— DATA IN THIS EXERCISE —
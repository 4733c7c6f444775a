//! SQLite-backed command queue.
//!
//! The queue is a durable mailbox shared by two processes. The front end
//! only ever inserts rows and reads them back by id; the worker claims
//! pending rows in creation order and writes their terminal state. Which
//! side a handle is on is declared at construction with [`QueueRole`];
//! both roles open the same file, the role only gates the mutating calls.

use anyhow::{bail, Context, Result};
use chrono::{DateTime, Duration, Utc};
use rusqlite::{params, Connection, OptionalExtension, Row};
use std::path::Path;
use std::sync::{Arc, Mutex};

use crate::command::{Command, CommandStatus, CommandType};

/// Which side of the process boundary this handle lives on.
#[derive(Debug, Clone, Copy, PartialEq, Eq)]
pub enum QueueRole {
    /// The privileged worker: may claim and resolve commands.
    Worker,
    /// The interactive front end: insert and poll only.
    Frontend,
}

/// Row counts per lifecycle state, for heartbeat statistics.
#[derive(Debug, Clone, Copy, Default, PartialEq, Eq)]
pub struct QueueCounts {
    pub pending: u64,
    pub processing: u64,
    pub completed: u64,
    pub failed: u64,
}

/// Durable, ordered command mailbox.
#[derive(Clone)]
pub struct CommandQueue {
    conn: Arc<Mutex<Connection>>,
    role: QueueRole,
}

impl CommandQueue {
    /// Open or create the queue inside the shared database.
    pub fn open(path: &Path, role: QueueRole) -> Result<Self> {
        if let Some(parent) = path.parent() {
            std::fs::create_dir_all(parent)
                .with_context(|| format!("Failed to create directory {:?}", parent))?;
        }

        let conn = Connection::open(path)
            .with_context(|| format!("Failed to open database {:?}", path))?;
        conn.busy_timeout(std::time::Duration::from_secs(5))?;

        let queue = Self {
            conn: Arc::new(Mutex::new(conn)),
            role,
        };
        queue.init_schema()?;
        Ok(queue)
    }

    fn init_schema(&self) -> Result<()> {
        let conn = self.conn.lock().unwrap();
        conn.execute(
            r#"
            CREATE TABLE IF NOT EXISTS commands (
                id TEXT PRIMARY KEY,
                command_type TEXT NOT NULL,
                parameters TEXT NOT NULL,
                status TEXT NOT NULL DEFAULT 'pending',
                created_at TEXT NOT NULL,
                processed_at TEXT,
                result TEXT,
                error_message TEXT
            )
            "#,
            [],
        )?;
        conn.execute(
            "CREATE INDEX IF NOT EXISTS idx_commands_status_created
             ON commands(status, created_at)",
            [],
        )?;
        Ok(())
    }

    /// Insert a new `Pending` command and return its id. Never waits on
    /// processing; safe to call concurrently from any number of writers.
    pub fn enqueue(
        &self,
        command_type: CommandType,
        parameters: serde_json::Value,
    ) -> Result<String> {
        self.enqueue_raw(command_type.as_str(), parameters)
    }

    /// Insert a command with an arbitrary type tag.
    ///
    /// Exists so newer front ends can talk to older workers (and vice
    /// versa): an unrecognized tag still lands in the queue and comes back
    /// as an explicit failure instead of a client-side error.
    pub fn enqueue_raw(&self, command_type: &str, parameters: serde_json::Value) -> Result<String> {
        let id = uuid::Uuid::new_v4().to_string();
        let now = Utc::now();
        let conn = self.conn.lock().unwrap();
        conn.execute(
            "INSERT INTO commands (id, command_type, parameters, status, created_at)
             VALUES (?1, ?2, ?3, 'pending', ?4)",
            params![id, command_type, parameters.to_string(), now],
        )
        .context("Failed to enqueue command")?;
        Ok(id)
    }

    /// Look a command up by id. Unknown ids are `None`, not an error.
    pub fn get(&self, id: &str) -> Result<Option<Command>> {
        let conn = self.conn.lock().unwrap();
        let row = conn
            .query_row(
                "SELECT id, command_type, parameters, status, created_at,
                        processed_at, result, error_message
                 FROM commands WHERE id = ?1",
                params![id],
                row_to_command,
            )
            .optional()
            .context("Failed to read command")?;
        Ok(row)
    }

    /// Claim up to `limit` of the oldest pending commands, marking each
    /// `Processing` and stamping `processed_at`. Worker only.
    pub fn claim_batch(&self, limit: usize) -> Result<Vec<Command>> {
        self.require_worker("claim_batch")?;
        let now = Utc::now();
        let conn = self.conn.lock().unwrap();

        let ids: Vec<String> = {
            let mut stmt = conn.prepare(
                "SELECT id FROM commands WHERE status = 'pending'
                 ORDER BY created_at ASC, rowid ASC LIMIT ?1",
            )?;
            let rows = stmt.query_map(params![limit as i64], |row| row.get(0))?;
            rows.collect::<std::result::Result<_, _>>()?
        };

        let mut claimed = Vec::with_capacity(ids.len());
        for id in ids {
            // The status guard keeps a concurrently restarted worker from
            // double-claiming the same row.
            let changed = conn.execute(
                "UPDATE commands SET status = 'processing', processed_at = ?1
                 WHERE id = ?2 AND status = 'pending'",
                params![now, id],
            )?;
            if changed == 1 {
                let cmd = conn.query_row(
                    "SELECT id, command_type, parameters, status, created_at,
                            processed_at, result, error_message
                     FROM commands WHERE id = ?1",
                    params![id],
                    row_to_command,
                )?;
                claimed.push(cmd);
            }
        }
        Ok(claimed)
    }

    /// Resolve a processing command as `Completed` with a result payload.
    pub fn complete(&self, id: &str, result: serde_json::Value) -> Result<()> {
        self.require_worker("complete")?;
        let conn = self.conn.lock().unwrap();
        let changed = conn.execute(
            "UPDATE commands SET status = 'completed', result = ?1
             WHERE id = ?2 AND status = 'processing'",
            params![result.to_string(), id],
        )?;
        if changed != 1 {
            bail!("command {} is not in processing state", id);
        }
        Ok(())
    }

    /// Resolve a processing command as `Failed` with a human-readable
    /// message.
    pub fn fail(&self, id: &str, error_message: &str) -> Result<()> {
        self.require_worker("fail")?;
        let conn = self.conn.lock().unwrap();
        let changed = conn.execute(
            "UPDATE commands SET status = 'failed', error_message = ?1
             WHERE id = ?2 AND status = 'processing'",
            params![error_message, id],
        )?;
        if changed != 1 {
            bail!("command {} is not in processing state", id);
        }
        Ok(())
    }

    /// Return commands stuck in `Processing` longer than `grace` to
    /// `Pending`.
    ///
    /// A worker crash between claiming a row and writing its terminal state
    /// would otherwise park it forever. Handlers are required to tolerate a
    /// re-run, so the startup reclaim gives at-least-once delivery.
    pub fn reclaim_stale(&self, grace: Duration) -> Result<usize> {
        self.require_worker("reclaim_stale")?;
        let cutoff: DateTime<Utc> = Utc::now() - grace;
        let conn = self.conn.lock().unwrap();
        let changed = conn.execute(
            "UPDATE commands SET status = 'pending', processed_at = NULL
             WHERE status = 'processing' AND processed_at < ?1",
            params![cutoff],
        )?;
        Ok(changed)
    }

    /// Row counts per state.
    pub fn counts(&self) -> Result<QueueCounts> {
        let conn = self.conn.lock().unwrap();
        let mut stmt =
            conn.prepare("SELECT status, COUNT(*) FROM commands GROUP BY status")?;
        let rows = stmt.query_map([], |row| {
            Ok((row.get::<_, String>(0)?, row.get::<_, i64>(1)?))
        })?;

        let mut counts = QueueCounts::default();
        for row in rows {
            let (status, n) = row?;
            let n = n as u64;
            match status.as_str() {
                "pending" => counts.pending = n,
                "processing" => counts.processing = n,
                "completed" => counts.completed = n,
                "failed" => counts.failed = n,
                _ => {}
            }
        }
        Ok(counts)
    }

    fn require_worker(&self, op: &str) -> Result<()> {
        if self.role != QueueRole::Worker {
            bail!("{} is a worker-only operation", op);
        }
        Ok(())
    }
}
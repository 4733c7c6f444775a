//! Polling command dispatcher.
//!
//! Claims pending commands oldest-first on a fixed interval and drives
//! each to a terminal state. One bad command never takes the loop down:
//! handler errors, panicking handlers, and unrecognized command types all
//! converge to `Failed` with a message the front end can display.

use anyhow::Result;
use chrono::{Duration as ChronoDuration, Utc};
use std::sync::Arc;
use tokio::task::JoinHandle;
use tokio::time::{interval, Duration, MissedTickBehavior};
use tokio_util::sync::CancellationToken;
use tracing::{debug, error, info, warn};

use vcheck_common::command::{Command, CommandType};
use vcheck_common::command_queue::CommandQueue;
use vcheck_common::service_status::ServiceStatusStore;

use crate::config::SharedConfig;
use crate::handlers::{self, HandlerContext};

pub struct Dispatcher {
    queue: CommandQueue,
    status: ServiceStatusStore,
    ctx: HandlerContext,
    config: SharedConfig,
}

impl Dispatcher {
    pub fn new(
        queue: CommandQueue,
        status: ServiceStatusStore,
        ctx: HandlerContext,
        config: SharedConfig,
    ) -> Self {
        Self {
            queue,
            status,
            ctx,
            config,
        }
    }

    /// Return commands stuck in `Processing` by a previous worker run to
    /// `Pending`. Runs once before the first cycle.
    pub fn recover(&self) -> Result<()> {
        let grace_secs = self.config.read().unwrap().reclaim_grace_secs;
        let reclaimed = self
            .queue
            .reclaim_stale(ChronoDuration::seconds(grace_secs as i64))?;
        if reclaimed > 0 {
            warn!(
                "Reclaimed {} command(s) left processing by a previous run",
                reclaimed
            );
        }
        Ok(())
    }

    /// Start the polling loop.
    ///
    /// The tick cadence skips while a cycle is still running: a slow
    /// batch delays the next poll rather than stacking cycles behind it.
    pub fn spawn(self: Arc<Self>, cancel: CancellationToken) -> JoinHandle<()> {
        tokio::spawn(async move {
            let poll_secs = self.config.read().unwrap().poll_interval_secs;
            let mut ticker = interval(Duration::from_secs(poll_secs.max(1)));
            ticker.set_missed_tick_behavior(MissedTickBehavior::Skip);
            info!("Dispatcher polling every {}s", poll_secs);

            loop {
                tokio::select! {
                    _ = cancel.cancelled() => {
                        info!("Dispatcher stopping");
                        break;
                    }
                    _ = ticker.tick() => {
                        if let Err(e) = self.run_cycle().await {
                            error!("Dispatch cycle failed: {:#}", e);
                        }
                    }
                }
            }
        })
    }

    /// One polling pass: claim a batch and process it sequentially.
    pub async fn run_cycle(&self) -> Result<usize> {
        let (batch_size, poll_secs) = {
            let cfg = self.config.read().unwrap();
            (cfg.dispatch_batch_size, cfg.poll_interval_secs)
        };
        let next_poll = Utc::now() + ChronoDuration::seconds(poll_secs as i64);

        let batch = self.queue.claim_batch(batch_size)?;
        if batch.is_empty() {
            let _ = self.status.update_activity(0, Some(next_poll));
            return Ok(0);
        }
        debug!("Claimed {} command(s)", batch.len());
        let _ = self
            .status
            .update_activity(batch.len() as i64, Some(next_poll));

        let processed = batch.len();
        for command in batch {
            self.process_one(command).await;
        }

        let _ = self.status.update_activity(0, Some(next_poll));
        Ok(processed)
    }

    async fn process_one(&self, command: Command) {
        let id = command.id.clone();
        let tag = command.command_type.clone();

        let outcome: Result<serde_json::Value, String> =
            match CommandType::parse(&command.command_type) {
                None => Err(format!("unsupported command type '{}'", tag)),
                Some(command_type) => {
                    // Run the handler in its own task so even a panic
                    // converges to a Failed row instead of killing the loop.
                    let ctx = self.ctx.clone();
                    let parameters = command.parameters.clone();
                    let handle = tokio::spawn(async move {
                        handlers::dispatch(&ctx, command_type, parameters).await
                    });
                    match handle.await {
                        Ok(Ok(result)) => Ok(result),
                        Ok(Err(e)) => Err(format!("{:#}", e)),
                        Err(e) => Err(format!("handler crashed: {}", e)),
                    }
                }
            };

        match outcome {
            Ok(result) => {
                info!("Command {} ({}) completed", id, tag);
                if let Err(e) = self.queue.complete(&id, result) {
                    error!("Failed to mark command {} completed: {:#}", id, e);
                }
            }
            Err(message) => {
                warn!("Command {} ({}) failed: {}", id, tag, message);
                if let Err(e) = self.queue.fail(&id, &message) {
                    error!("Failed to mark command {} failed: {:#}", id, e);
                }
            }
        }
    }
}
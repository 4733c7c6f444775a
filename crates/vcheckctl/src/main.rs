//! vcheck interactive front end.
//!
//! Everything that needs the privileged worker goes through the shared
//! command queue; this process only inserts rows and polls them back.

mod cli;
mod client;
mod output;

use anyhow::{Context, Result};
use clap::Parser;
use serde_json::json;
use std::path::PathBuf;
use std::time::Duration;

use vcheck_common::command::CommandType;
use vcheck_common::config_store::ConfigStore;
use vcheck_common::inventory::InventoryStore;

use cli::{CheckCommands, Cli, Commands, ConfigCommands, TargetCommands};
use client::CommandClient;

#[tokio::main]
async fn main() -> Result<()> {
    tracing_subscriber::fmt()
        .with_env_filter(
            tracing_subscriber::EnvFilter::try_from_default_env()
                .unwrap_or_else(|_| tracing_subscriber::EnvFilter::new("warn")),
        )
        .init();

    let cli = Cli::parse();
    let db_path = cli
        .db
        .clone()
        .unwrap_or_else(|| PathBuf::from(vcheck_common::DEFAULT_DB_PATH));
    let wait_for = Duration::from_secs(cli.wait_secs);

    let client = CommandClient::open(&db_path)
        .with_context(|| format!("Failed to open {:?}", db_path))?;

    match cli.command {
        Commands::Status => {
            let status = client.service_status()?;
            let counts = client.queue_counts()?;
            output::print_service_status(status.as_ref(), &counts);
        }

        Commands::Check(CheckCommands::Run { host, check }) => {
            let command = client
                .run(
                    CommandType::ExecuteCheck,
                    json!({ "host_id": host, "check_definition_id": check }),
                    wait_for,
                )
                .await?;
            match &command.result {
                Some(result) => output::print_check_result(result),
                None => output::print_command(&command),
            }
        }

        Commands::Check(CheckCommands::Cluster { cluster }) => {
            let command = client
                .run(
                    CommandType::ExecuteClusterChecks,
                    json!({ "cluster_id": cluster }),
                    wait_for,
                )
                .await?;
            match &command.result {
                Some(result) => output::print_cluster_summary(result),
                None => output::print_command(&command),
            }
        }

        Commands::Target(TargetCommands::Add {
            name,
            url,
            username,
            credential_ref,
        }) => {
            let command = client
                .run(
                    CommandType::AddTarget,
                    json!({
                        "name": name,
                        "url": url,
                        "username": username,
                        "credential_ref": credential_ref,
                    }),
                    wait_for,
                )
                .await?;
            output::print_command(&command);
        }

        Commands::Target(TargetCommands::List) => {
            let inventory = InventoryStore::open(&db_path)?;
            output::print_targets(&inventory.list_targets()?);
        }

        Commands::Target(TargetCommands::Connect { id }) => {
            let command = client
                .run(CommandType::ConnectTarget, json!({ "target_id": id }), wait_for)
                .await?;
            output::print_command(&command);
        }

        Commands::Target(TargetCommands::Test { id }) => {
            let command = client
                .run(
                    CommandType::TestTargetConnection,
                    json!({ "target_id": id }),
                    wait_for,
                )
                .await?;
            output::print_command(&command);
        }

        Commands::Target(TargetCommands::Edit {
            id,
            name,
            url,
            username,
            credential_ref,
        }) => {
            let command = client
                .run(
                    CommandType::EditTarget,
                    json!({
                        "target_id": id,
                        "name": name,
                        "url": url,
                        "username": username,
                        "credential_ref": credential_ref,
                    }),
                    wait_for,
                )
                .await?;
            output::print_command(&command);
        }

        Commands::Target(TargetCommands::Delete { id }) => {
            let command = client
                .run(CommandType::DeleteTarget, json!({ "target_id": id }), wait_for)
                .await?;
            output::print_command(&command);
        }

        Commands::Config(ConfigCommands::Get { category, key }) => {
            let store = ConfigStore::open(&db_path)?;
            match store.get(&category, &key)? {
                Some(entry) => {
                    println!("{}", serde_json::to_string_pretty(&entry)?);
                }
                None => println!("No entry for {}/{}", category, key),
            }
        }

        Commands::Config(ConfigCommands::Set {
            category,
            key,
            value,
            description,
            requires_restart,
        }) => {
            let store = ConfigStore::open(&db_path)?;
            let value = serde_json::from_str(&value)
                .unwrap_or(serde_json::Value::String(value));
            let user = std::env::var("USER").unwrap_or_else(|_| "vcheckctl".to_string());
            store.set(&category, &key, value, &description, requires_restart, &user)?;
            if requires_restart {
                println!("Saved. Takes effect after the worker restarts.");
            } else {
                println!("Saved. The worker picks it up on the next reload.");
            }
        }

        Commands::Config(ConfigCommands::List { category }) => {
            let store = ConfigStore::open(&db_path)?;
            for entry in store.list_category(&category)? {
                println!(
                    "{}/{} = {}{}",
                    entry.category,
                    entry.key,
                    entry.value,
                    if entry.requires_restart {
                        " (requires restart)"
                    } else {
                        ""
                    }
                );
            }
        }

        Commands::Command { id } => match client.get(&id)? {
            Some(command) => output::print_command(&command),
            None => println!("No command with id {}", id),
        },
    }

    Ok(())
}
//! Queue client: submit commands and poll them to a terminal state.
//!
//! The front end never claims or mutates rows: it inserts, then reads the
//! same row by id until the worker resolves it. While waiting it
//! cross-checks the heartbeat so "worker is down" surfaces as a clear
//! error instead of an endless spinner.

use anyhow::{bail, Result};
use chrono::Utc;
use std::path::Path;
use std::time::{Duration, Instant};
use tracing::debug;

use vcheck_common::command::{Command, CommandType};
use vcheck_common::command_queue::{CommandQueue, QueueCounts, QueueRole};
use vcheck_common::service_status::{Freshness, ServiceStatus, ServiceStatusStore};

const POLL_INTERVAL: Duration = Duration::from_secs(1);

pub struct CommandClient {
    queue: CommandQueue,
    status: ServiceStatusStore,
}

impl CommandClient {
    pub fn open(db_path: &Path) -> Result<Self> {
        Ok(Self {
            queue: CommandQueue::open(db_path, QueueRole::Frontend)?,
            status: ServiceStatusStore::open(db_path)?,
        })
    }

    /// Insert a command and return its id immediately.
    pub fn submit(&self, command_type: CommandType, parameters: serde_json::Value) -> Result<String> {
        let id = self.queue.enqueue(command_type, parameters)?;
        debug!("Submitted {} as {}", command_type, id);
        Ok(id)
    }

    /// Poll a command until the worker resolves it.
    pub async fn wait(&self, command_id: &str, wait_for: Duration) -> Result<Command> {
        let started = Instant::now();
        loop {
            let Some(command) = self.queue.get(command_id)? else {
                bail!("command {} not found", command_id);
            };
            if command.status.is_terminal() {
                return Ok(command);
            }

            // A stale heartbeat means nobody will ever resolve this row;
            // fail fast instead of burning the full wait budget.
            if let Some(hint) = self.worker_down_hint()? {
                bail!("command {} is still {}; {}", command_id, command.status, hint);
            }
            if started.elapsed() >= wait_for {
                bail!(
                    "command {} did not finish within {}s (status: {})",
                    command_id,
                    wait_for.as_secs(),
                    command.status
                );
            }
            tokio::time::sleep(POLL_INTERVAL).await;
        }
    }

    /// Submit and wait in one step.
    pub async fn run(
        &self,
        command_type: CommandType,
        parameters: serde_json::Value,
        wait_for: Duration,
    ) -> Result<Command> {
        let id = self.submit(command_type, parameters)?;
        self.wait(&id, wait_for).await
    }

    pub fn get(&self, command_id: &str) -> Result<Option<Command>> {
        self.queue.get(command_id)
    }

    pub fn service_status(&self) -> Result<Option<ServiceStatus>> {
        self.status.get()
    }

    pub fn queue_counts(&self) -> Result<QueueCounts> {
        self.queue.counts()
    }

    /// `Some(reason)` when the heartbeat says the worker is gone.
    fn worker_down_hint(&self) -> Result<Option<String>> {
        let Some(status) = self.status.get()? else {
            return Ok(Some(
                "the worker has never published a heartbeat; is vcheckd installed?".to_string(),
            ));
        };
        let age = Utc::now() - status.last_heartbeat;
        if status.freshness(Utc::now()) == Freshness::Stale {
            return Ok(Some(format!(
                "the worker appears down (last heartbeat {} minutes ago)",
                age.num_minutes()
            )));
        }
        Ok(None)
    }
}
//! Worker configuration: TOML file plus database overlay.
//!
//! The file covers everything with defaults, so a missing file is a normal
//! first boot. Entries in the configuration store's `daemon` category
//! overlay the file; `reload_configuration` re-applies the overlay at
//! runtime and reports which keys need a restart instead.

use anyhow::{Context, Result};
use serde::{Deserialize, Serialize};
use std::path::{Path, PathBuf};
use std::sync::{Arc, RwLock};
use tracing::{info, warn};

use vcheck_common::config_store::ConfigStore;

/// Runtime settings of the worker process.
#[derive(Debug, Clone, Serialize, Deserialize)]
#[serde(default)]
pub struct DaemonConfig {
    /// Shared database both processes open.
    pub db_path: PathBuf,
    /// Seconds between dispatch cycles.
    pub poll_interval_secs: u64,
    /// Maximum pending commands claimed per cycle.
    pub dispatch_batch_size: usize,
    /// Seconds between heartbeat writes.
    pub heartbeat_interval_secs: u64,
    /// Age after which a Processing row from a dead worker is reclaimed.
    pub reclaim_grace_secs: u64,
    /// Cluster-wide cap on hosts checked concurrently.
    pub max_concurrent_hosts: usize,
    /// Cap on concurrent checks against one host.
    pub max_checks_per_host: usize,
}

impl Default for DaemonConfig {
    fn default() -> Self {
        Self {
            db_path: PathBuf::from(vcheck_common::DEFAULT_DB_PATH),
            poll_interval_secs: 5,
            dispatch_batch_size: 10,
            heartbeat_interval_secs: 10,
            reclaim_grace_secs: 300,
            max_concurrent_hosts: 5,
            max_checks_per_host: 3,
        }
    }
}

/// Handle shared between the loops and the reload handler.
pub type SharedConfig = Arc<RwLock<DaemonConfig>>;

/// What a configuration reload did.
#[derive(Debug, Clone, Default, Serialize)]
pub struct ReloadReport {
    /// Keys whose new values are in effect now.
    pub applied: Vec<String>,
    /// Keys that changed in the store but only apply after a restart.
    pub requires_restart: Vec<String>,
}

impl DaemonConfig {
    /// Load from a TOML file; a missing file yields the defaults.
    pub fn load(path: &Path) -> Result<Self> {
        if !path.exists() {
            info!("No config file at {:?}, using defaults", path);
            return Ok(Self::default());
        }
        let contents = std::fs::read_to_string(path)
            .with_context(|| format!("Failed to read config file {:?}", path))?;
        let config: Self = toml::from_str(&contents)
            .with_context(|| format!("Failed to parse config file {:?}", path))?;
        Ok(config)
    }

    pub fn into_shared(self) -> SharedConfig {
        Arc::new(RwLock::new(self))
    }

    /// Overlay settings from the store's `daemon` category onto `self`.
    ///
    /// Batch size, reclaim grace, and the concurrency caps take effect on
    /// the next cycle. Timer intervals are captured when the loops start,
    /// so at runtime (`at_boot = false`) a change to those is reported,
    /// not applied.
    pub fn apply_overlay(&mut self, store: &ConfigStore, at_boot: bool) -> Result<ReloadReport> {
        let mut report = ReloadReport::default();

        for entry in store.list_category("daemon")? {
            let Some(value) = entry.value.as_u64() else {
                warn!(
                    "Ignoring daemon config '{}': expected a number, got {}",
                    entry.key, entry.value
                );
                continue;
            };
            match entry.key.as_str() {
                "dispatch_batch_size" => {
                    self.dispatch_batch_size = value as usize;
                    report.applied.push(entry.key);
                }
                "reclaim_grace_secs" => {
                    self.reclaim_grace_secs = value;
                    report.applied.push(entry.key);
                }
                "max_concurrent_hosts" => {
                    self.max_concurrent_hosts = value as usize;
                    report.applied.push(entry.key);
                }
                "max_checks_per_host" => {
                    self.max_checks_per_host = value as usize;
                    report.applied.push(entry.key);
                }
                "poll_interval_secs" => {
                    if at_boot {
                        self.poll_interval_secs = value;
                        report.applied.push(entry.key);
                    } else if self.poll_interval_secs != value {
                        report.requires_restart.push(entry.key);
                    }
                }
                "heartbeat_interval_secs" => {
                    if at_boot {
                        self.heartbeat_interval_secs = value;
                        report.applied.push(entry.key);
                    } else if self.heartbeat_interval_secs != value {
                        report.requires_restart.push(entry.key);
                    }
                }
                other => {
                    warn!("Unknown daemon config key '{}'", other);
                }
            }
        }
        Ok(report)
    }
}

— EXERCISE AIM —
From the first line of the records above to the line that contains "to open database", quote each line exactly.

— YOUR SOLUTION —
repository 4733c7c6f444775a
//! SQLite-backed command queue.
//!
//! The queue is a durable mailbox shared by two processes. The front end
//! only ever inserts rows and reads them back by id; the worker claims
//! pending rows in creation order and writes their terminal state. Which
//! side a handle is on is declared at construction with [`QueueRole`];
//! both roles open the same file, the role only gates the mutating calls.

use anyhow::{bail, Context, Result};
use chrono::{DateTime, Duration, Utc};
use rusqlite::{params, Connection, OptionalExtension, Row};
use std::path::Path;
use std::sync::{Arc, Mutex};

use crate::command::{Command, CommandStatus, CommandType};

/// Which side of the process boundary this handle lives on.
#[derive(Debug, Clone, Copy, PartialEq, Eq)]
pub enum QueueRole {
    /// The privileged worker: may claim and resolve commands.
    Worker,
    /// The interactive front end: insert and poll only.
    Frontend,
}

/// Row counts per lifecycle state, for heartbeat statistics.
#[derive(Debug, Clone, Copy, Default, PartialEq, Eq)]
pub struct QueueCounts {
    pub pending: u64,
    pub processing: u64,
    pub completed: u64,
    pub failed: u64,
}

/// Durable, ordered command mailbox.
#[derive(Clone)]
pub struct CommandQueue {
    conn: Arc<Mutex<Connection>>,
    role: QueueRole,
}

impl CommandQueue {
    /// Open or create the queue inside the shared database.
    pub fn open(path: &Path, role: QueueRole) -> Result<Self> {
        if let Some(parent) = path.parent() {
            std::fs::create_dir_all(parent)
                .with_context(|| format!("Failed to create directory {:?}", parent))?;
        }

        let conn = Connection::open(path)
            .with_context(|| format!("Failed to open database {:?}", path))?;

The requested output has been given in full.